Joyce also headed the university's board in control of athletics. During his tenure, the Irish won three national football championships and another one year after he retired. The basketball team advanced to the NCAA tournament 21 times, advancing to the Final Four in 1978.
"He was a priest's priest," said Digger Phelps, who coached the Irish basketball team from 1971-91. "He just had that personality of respect, compassion.
"Yet when you look at his influence in the NCAA, it was amazing. When he was going to speak at an NCAA convention, every delegate would be in that hall and you could hear a pin drop. And his messages were always with the caring of the student-athletes - student first, athlete second. He never deviated from that," Phelps said.

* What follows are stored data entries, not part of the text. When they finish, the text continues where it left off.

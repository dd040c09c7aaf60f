//! Control-plane lifecycle notifications
//!
//! A notification is an ordinary [`Record`] whose `lifecycle` field carries
//! one or more [`LifecycleEvent`]s. It travels through [`Command::notify`],
//! never through `process`.

use std::fmt;
use std::str::FromStr;

use crate::command::Command;
use crate::error::{Error, Result};
use crate::record::Record;
use crate::value::Value;

/// Field carrying lifecycle events on a notification record
pub const LIFECYCLE: &str = "lifecycle";

/// Lifecycle signals broadcast to a command tree
#[derive(Debug, Clone, Copy, PartialEq, Eq, Hash)]
pub enum LifecycleEvent {
    /// A new processing session starts
    StartSession,
    /// A unit of work starts
    BeginTransaction,
    /// The current unit of work succeeded
    CommitTransaction,
    /// The current unit of work failed
    RollbackTransaction,
    /// The tree is about to be discarded
    Shutdown,
}

impl LifecycleEvent {
    /// Wire name of the event
    pub fn as_str(self) -> &'static str {
        match self {
            LifecycleEvent::StartSession => "START_SESSION",
            LifecycleEvent::BeginTransaction => "BEGIN_TRANSACTION",
            LifecycleEvent::CommitTransaction => "COMMIT_TRANSACTION",
            LifecycleEvent::RollbackTransaction => "ROLLBACK_TRANSACTION",
            LifecycleEvent::Shutdown => "SHUTDOWN",
        }
    }
}

impl fmt::Display for LifecycleEvent {
    fn fmt(&self, f: &mut fmt::Formatter<'_>) -> fmt::Result {
        f.write_str(self.as_str())
    }
}

impl FromStr for LifecycleEvent {
    type Err = Error;

    fn from_str(s: &str) -> Result<Self> {
        match s {
            "START_SESSION" => Ok(LifecycleEvent::StartSession),
            "BEGIN_TRANSACTION" => Ok(LifecycleEvent::BeginTransaction),
            "COMMIT_TRANSACTION" => Ok(LifecycleEvent::CommitTransaction),
            "ROLLBACK_TRANSACTION" => Ok(LifecycleEvent::RollbackTransaction),
            "SHUTDOWN" => Ok(LifecycleEvent::Shutdown),
            other => Err(Error::runtime_message(format!(
                "Unknown lifecycle event: {}",
                other
            ))),
        }
    }
}

/// Build a notification record carrying a single event.
pub fn notification(event: LifecycleEvent) -> Record {
    let mut record = Record::new();
    record.put(LIFECYCLE, event.as_str());
    record
}

/// Events carried by a notification, in order. Unknown values are skipped.
pub fn lifecycle_events(notification: &Record) -> Vec<LifecycleEvent> {
    notification
        .get(LIFECYCLE)
        .iter()
        .filter_map(Value::as_str)
        .filter_map(|s| s.parse().ok())
        .collect()
}

/// Whether the notification carries the given event.
pub fn contains_lifecycle_event(notification: &Record, event: LifecycleEvent) -> bool {
    lifecycle_events(notification).contains(&event)
}

/// Send a single-event notification to a command.
pub fn notify_event(command: &mut dyn Command, event: LifecycleEvent) -> Result<()> {
    command.notify(&notification(event))
}

/// Send `START_SESSION`.
pub fn notify_start_session(command: &mut dyn Command) -> Result<()> {
    notify_event(command, LifecycleEvent::StartSession)
}

/// Send `BEGIN_TRANSACTION`.
pub fn notify_begin_transaction(command: &mut dyn Command) -> Result<()> {
    notify_event(command, LifecycleEvent::BeginTransaction)
}

/// Send `COMMIT_TRANSACTION`.
pub fn notify_commit_transaction(command: &mut dyn Command) -> Result<()> {
    notify_event(command, LifecycleEvent::CommitTransaction)
}

/// Send `ROLLBACK_TRANSACTION`.
pub fn notify_rollback_transaction(command: &mut dyn Command) -> Result<()> {
    notify_event(command, LifecycleEvent::RollbackTransaction)
}

/// Send `SHUTDOWN`.
pub fn notify_shutdown(command: &mut dyn Command) -> Result<()> {
    notify_event(command, LifecycleEvent::Shutdown)
}
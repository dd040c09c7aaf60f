//! `readLine`: one record per line

use std::io::BufRead;

use serde_yaml::Value;

use crate::command::{Command, CommandBuilder, CommandPath};
use crate::config::Configs;
use crate::context::MorphlineContext;
use crate::error::{Error, Result};
use crate::parser::{derive_record, next_line, AttachmentParser, Parser, ParserSettings};
use crate::record::Record;

/// Builder for `readLine`
pub struct ReadLineBuilder;

impl CommandBuilder for ReadLineBuilder {
    fn names(&self) -> &[&'static str] {
        &["readLine"]
    }

    fn build(
        &self,
        config: &Value,
        parent: Option<&CommandPath>,
        child: Box<dyn Command>,
        _context: &MorphlineContext,
    ) -> Result<Box<dyn Command>> {
        let mut configs = Configs::new(config);
        let settings = ParserSettings::from_configs(&mut configs)?;
        let ignore_first_line = configs.get_bool_or("ignoreFirstLine", false)?;
        let comment_prefix = configs.get_string_or("commentPrefix", "")?;
        if comment_prefix.chars().count() > 1 {
            return Err(Error::compilation(
                format!(
                    "commentPrefix must be at most one character long: {}",
                    comment_prefix
                ),
                Some(config),
            ));
        }
        configs.validate_arguments()?;

        let reader = ReadLine {
            ignore_first_line,
            comment_prefix: comment_prefix.chars().next(),
        };
        Ok(Box::new(Parser::new("readLine", settings, parent, child, reader)))
    }
}

/// Emits each non-blank, non-comment line as the `message` of a derived
/// record. The first line is skipped, if requested, before blank and
/// comment lines are filtered.
#[derive(Debug, Clone)]
pub struct ReadLine {
    ignore_first_line: bool,
    comment_prefix: Option<char>,
}

impl AttachmentParser for ReadLine {
    fn parse(
        &mut self,
        input: &Record,
        text: &mut dyn BufRead,
        child: &mut dyn Command,
    ) -> Result<bool> {
        let mut line = String::new();
        let mut is_first = true;
        while next_line(text, &mut line)? {
            if is_first {
                is_first = false;
                if self.ignore_first_line {
                    continue;
                }
            }
            if line.is_empty() {
                continue;
            }
            if self.comment_prefix.is_some_and(|prefix| line.starts_with(prefix)) {
                continue;
            }
            let mut output = derive_record(input, line.clone());
            if !child.process(&mut output)? {
                return Ok(false);
            }
        }
        Ok(true)
    }
}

Joyce was involved in the formation of the College Football Association, which formed in 1977 to serve as a forum for athletic administrators and coaches to discuss matters unique to major college football. He served as secretary-treasurer for the CFA. Joyce was given the Distinguished American Award in 1977 by the College Football Hall of Fame.
Joyce was born in British Honduras, now known as Belize. He was ordained as a priest in 1949 and was named assistant vice president for business affairs at Notre Dame. He became acting vice president later that year.
He took a year off to study at Oxford University in England. He returned to Notre Dame in 1951 and became executive vice president the next year. When he retired, he was named executive vice president emeritus.
A wake service will be held Tuesday night at the Sacred Heart Basilica on campus. A Mass of Christian bural will be at the basilica Wednesday.